Investigation of the influence of professional competence on the quality of scripts

Conference contribution (Article)ResearchPeer reviewed

Publication data


ByAnita Stender, Maja Brückmann, Knut Neumann
Original languageEnglish
Published inConstantinos P. Constantinou, Nicos Papadouris, Angela Hadjigeorgiou (Eds.), E-Book Proceedings of the ESERA 2013 Conference: Science Education Research For Evidence-based Teaching and Coherence in Learning (vol. Strand 14)
Pages2670-2675
Editor (Publisher)European Science Education Research Association
ISBN978-9963-700-77-6
DOI/Linkhttps://www.esera.org/esera-2013/ (Open Access)
Publication statusPublished – 2014

Past research on teacher professional development suggests that a profound professional knowledge is a prerequisite for high quality instruction. However, in the classroom teachers often do not build on their professional knowledge; instead they fall back on teaching routines – so called scripts. Ideally, these scripts develop from teachers’ professional knowledge. When planning lessons, teachers use their professional knowledge to create lesson plans. The implementation of these lesson plans and teachers’ reflection upon it leads to their refinement. Lesson plans that worked as expected are endorsed; lesson plans that did not work as expected will be adopted in future lesson planning. With the time, successful lesson plans develop into scripts that teachers can readily make use of during instruction.
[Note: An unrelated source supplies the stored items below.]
pub mod store;
pub mod types;

pub use store::RunStore;
pub use types::{RunRecord, RunStatus};
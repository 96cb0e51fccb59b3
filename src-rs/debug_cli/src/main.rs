mod cli;
mod client;
mod models;
mod repl;
mod render;

use client::HTTPClient;
use repl::REPL;

fn main() {
    let config = cli::parse_config();
    let client = match HTTPClient::new(&config.base_url, config.token.clone()) {
        Ok(client) => client,
        Err(err) => {
            render::error(&err);
            std::process::exit(1);
        }
    };
    let mut repl = REPL::new(config, client);
    repl.run();
}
This process is affected by teachers’ beliefs, motivation and self-regulation abilities, as other aspects of professional competence. The study presented here aims at the analysis of the influence of aspects of professional competence on the quality of scripts. Professional competence and the quality of scripts were surveyed with an online-questionnaire. This instrument was administered to a sample of N=148 students, in-service teachers and teachers. The findings suggest that motivation and self-regulation are important factors for the quality of scripts and that professional knowledge plays a minor role.